Return each record shown beneath, word for word.

** DATA SUPPLIED follows **

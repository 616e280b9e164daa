//! Sentence content seam: words, hint material and concept tags.
//!
//! Content authoring lives outside this crate; the engine only needs to read
//! it. `InMemoryCatalog` loads a JSON array of [`SentenceInfo`].

use std::collections::{BTreeSet, HashMap};
use std::path::Path;
use std::sync::Arc;

use async_trait::async_trait;
use serde::{Deserialize, Serialize};

use crate::types::SentenceId;

#[derive(Debug, Clone, Copy, PartialEq, Eq, Serialize, Deserialize)]
#[serde(rename_all = "snake_case")]
pub enum WordKind {
    Verb,
    Other,
}

/// Material revealed by the three verb hint levels.
#[derive(Debug, Clone, PartialEq, Serialize, Deserialize)]
pub struct VerbHints {
    pub infinitive: String,
    /// e.g. "present tense, first person singular"
    pub form_description: String,
    pub conjugated: String,
}

#[derive(Debug, Clone, PartialEq, Serialize, Deserialize)]
pub struct Word {
    pub text: String,
    pub kind: WordKind,
    #[serde(default)]
    pub verb: Option<VerbHints>,
    /// Distractors offered next to the correct word in a multiple-choice hint.
    #[serde(default)]
    pub distractors: Vec<String>,
    /// Concepts this word exercises. Empty means "the sentence's concepts".
    #[serde(default)]
    pub concepts: Vec<String>,
}

#[derive(Debug, Clone, PartialEq, Serialize, Deserialize)]
pub struct SentenceInfo {
    pub id: SentenceId,
    pub source_text: String,
    pub words: Vec<Word>,
    #[serde(default)]
    pub expected_answers: Vec<String>,
    #[serde(default)]
    pub concepts: Vec<String>,
}

impl SentenceInfo {
    /// Every concept the sentence exposes, deduplicated and sorted.
    pub fn all_concepts(&self) -> Vec<String> {
        let mut set: BTreeSet<&str> = self.concepts.iter().map(String::as_str).collect();
        for word in &self.words {
            set.extend(word.concepts.iter().map(String::as_str));
        }
        set.into_iter().map(str::to_string).collect()
    }

    /// Concepts touched by a hint on the word at `index`.
    pub fn concepts_for_word(&self, index: usize) -> Vec<String> {
        match self.words.get(index) {
            Some(word) if !word.concepts.is_empty() => word.concepts.clone(),
            Some(_) => self.concepts.clone(),
            None => Vec::new(),
        }
    }
}

#[derive(Debug, thiserror::Error)]
pub enum CatalogError {
    #[error("io error: {0}")]
    Io(#[from] std::io::Error),
    #[error("catalog parse error: {0}")]
    Parse(#[from] serde_json::Error),
}

#[async_trait]
pub trait SentenceCatalog: Send + Sync {
    async fn sentence(&self, id: SentenceId) -> Option<Arc<SentenceInfo>>;
}

#[derive(Debug, Default, Clone)]
pub struct InMemoryCatalog {
    sentences: HashMap<SentenceId, Arc<SentenceInfo>>,
}

impl InMemoryCatalog {
    pub fn new(sentences: impl IntoIterator<Item = SentenceInfo>) -> Self {
        Self {
            sentences: sentences
                .into_iter()
                .map(|s| (s.id, Arc::new(s)))
                .collect(),
        }
    }

    pub fn from_json_str(raw: &str) -> Result<Self, CatalogError> {
        let sentences: Vec<SentenceInfo> = serde_json::from_str(raw)?;
        Ok(Self::new(sentences))
    }

    pub fn from_json_path(path: impl AsRef<Path>) -> Result<Self, CatalogError> {
        let raw = std::fs::read_to_string(path)?;
        Self::from_json_str(&raw)
    }

    pub fn insert(&mut self, sentence: SentenceInfo) {
        self.sentences.insert(sentence.id, Arc::new(sentence));
    }

    pub fn len(&self) -> usize {
        self.sentences.len()
    }

    pub fn is_empty(&self) -> bool {
        self.sentences.is_empty()
    }
}

#[async_trait]
impl SentenceCatalog for InMemoryCatalog {
    async fn sentence(&self, id: SentenceId) -> Option<Arc<SentenceInfo>> {
        self.sentences.get(&id).cloned()
    }
}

** End of DATA SUPPLIED **

### FINISHED EXERCISE:
repository 616e280b9e164daa
//! Sentence content seam: words, hint material and concept tags.
//!
//! Content authoring lives outside this crate; the engine only needs to read
//! it. `InMemoryCatalog` loads a JSON array of [`SentenceInfo`].

use std::collections::{BTreeSet, HashMap};
use std::path::Path;
use std::sync::Arc;

use async_trait::async_trait;
use serde::{Deserialize, Serialize};

use crate::types::SentenceId;

#[derive(Debug, Clone, Copy, PartialEq, Eq, Serialize, Deserialize)]
#[serde(rename_all = "snake_case")]
pub enum WordKind {
    Verb,
    Other,
}

/// Material revealed by the three verb hint levels.
#[derive(Debug, Clone, PartialEq, Serialize, Deserialize)]
pub struct VerbHints {
    pub infinitive: String,
    /// e.g. "present tense, first person singular"
    pub form_description: String,
    pub conjugated: String,
}

#[derive(Debug, Clone, PartialEq, Serialize, Deserialize)]
pub struct Word {
    pub text: String,
    pub kind: WordKind,
    #[serde(default)]
    pub verb: Option<VerbHints>,
    /// Distractors offered next to the correct word in a multiple-choice hint.
    #[serde(default)]
    pub distractors: Vec<String>,
    /// Concepts this word exercises. Empty means "the sentence's concepts".
    #[serde(default)]
    pub concepts: Vec<String>,
}

#[derive(Debug, Clone, PartialEq, Serialize, Deserialize)]
pub struct SentenceInfo {
    pub id: SentenceId,
    pub source_text: String,
    pub words: Vec<Word>,
    #[serde(default)]
    pub expected_answers: Vec<String>,
    #[serde(default)]
    pub concepts: Vec<String>,
}

impl SentenceInfo {
    /// Every concept the sentence exposes, deduplicated and sorted.
    pub fn all_concepts(&self) -> Vec<String> {
        let mut set: BTreeSet<&str> = self.concepts.iter().map(String::as_str).collect();
        for word in &self.words {
            set.extend(word.concepts.iter().map(String::as_str));
        }
        set.into_iter().map(str::to_string).collect()
    }

    /// Concepts touched by a hint on the word at `index`.
    pub fn concepts_for_word(&self, index: usize) -> Vec<String> {
        match self.words.get(index) {
            Some(word) if !word.concepts.is_empty() => word.concepts.clone(),
            Some(_) => self.concepts.clone(),
            None => Vec::new(),
        }
    }
}

#[derive(Debug, thiserror::Error)]
pub enum CatalogError {
    #[error("io error: {0}")]
    Io(#[from] std::io::Error),
    #[error("catalog parse error: {0}")]
    Parse(#[from] serde_json::Error),
}

#[async_trait]
pub trait SentenceCatalog: Send + Sync {
    async fn sentence(&self, id: SentenceId) -> Option<Arc<SentenceInfo>>;
}

#[derive(Debug, Default, Clone)]
pub struct InMemoryCatalog {
    sentences: HashMap<SentenceId, Arc<SentenceInfo>>,
}

impl InMemoryCatalog {
    pub fn new(sentences: impl IntoIterator<Item = SentenceInfo>) -> Self {
        Self {
            sentences: sentences
                .into_iter()
                .map(|s| (s.id, Arc::new(s)))
                .collect(),
        }
    }

    pub fn from_json_str(raw: &str) -> Result<Self, CatalogError> {
        let sentences: Vec<SentenceInfo> = serde_json::from_str(raw)?;
        Ok(Self::new(sentences))
    }

    pub fn from_json_path(path: impl AsRef<Path>) -> Result<Self, CatalogError> {
        let raw = std::fs::read_to_string(path)?;
        Self::from_json_str(&raw)
    }

    pub fn insert(&mut self, sentence: SentenceInfo) {
        self.sentences.insert(sentence.id, Arc::new(sentence));
    }

    pub fn len(&self) -> usize {
        self.sentences.len()
    }

    pub fn is_empty(&self) -> bool {
        self.sentences.is_empty()
    }
}

#[async_trait]
impl SentenceCatalog for InMemoryCatalog {
    async fn sentence(&self, id: SentenceId) -> Option<Arc<SentenceInfo>> {
        self.sentences.get(&id).cloned()
    }
}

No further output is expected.